»»

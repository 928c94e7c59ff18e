use super::outcome::{CreateRunnersOutcome, GetRunnersOutcome};
use super::{RaceTracker, parse_event_id, require_batch};
use crate::core::{Event, Result, Runner, RunnerRef};
use crate::partition::{NewRunnerRules, RejectReason, Rejected, RunnerLookupRules, partition};
use crate::storage::{StoreResult, TypedStoreExt};
use futures::future::join_all;
use serde_json::Value;
use tracing::{debug, info, instrument, warn};

impl RaceTracker {
    /// Creates runner documents and references them from the event summary.
    ///
    /// Runner documents are created concurrently first. A runner whose create
    /// fails is rejected and never reaches the summary, so its bib stays free.
    /// The summary is then extended with the created runners only, in one
    /// additive merge guarded by the event version observed at fetch; a
    /// conflict there fails the whole operation and the created documents are
    /// left unreferenced.
    #[instrument(skip(self, runners))]
    pub async fn create_runners(
        &self,
        event_id: &str,
        runners: Option<Vec<Value>>,
    ) -> Result<CreateRunnersOutcome> {
        let event_id = parse_event_id(event_id)?;
        let runners = require_batch(runners, "runners")?;
        let event = self.load_event(&event_id).await?;

        let result = partition(&NewRunnerRules::new(&event), runners);
        debug!(
            accepted = result.accepted.len(),
            rejected = result.rejected.len(),
            "runners partitioned"
        );
        let mut rejected_runners = result.rejected;

        let creates = result.accepted.into_iter().map(|draft| {
            let store = self.store.clone();
            let runner = Runner::new(&event.id, &draft.name, &draft.bib, &draft.heat);
            async move {
                let runner_id = runner.id.clone();
                let created: StoreResult<Runner> = store.insert(runner).await;
                (draft.source, runner_id, created)
            }
        });

        let mut created_runners = Vec::new();
        for (item, runner_id, created) in join_all(creates).await {
            match created {
                Ok(runner) => created_runners.push(runner),
                Err(err) => {
                    warn!(
                        event_id = %event.id,
                        runner_id = %runner_id,
                        error = %err,
                        "runner create failed"
                    );
                    rejected_runners.push(Rejected::new(
                        item,
                        RejectReason::StoreUnavailable(err.to_string()),
                    ));
                }
            }
        }

        if created_runners.is_empty() {
            return Ok(CreateRunnersOutcome {
                event,
                created_runners,
                rejected_runners,
            });
        }

        let refs: Vec<RunnerRef> = created_runners.iter().map(RunnerRef::from).collect();
        let event = match self
            .commit_event(&event, move |event: &mut Event| {
                for runner_ref in refs {
                    if !event.has_runner(&runner_ref.id) {
                        event.runners.push_back(runner_ref);
                    }
                }
            })
            .await
        {
            Ok(event) => event,
            Err(err) => {
                warn!(
                    event_id = %event.id,
                    orphaned = created_runners.len(),
                    "event summary merge failed; created runners are unreferenced"
                );
                return Err(err);
            }
        };

        info!(
            version = %event.version,
            created = created_runners.len(),
            rejected = rejected_runners.len(),
            "runners created"
        );
        Ok(CreateRunnersOutcome {
            event,
            created_runners,
            rejected_runners,
        })
    }

    /// Fetches runners of one event by id. Ids with no runner document in the event are rejected.
    #[instrument(skip(self, runner_ids))]
    pub async fn get_runners(
        &self,
        event_id: &str,
        runner_ids: Option<Vec<Value>>,
    ) -> Result<GetRunnersOutcome> {
        let event_id = parse_event_id(event_id)?;
        let runner_ids = require_batch(runner_ids, "runnerIDs")?;
        let event = self.load_event(&event_id).await?;

        let result = partition(&RunnerLookupRules, runner_ids);
        let mut rejected_ids = result.rejected;

        let lookups = result.accepted.into_iter().map(|runner_id| {
            let store = self.store.clone();
            async move {
                let found: StoreResult<Option<Runner>> = store.fetch(&runner_id).await;
                (runner_id, found)
            }
        });

        let mut runners = Vec::new();
        for (runner_id, found) in join_all(lookups).await {
            match found {
                Ok(Some(runner)) if runner.event_id == event.id => runners.push(runner),
                Ok(_) => rejected_ids.push(Rejected::new(
                    Value::String(runner_id),
                    RejectReason::RunnerNotFound,
                )),
                Err(err) => rejected_ids.push(Rejected::new(
                    Value::String(runner_id),
                    RejectReason::StoreUnavailable(err.to_string()),
                )),
            }
        }

        debug!(found = runners.len(), rejected = rejected_ids.len(), "runners fetched");
        Ok(GetRunnersOutcome {
            runners,
            rejected_ids,
        })
    }
}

««

WHAT IS EXPECTED — Print every record above. Keep each one exactly as it is.

RESPONSE —
repository 928c94e7c59ff18e
use super::outcome::{CreateRunnersOutcome, GetRunnersOutcome};
use super::{RaceTracker, parse_event_id, require_batch};
use crate::core::{Event, Result, Runner, RunnerRef};
use crate::partition::{NewRunnerRules, RejectReason, Rejected, RunnerLookupRules, partition};
use crate::storage::{StoreResult, TypedStoreExt};
use futures::future::join_all;
use serde_json::Value;
use tracing::{debug, info, instrument, warn};

impl RaceTracker {
    /// Creates runner documents and references them from the event summary.
    ///
    /// Runner documents are created concurrently first. A runner whose create
    /// fails is rejected and never reaches the summary, so its bib stays free.
    /// The summary is then extended with the created runners only, in one
    /// additive merge guarded by the event version observed at fetch; a
    /// conflict there fails the whole operation and the created documents are
    /// left unreferenced.
    #[instrument(skip(self, runners))]
    pub async fn create_runners(
        &self,
        event_id: &str,
        runners: Option<Vec<Value>>,
    ) -> Result<CreateRunnersOutcome> {
        let event_id = parse_event_id(event_id)?;
        let runners = require_batch(runners, "runners")?;
        let event = self.load_event(&event_id).await?;

        let result = partition(&NewRunnerRules::new(&event), runners);
        debug!(
            accepted = result.accepted.len(),
            rejected = result.rejected.len(),
            "runners partitioned"
        );
        let mut rejected_runners = result.rejected;

        let creates = result.accepted.into_iter().map(|draft| {
            let store = self.store.clone();
            let runner = Runner::new(&event.id, &draft.name, &draft.bib, &draft.heat);
            async move {
                let runner_id = runner.id.clone();
                let created: StoreResult<Runner> = store.insert(runner).await;
                (draft.source, runner_id, created)
            }
        });

        let mut created_runners = Vec::new();
        for (item, runner_id, created) in join_all(creates).await {
            match created {
                Ok(runner) => created_runners.push(runner),
                Err(err) => {
                    warn!(
                        event_id = %event.id,
                        runner_id = %runner_id,
                        error = %err,
                        "runner create failed"
                    );
                    rejected_runners.push(Rejected::new(
                        item,
                        RejectReason::StoreUnavailable(err.to_string()),
                    ));
                }
            }
        }

        if created_runners.is_empty() {
            return Ok(CreateRunnersOutcome {
                event,
                created_runners,
                rejected_runners,
            });
        }

        let refs: Vec<RunnerRef> = created_runners.iter().map(RunnerRef::from).collect();
        let event = match self
            .commit_event(&event, move |event: &mut Event| {
                for runner_ref in refs {
                    if !event.has_runner(&runner_ref.id) {
                        event.runners.push_back(runner_ref);
                    }
                }
            })
            .await
        {
            Ok(event) => event,
            Err(err) => {
                warn!(
                    event_id = %event.id,
                    orphaned = created_runners.len(),
                    "event summary merge failed; created runners are unreferenced"
                );
                return Err(err);
            }
        };

        info!(
            version = %event.version,
            created = created_runners.len(),
            rejected = rejected_runners.len(),
            "runners created"
        );
        Ok(CreateRunnersOutcome {
            event,
            created_runners,
            rejected_runners,
        })
    }

    /// Fetches runners of one event by id. Ids with no runner document in the event are rejected.
    #[instrument(skip(self, runner_ids))]
    pub async fn get_runners(
        &self,
        event_id: &str,
        runner_ids: Option<Vec<Value>>,
    ) -> Result<GetRunnersOutcome> {
        let event_id = parse_event_id(event_id)?;
        let runner_ids = require_batch(runner_ids, "runnerIDs")?;
        let event = self.load_event(&event_id).await?;

        let result = partition(&RunnerLookupRules, runner_ids);
        let mut rejected_ids = result.rejected;

        let lookups = result.accepted.into_iter().map(|runner_id| {
            let store = self.store.clone();
            async move {
                let found: StoreResult<Option<Runner>> = store.fetch(&runner_id).await;
                (runner_id, found)
            }
        });

        let mut runners = Vec::new();
        for (runner_id, found) in join_all(lookups).await {
            match found {
                Ok(Some(runner)) if runner.event_id == event.id => runners.push(runner),
                Ok(_) => rejected_ids.push(Rejected::new(
                    Value::String(runner_id),
                    RejectReason::RunnerNotFound,
                )),
                Err(err) => rejected_ids.push(Rejected::new(
                    Value::String(runner_id),
                    RejectReason::StoreUnavailable(err.to_string()),
                )),
            }
        }

        debug!(found = runners.len(), rejected = rejected_ids.len(), "runners fetched");
        Ok(GetRunnersOutcome {
            runners,
            rejected_ids,
        })
    }
}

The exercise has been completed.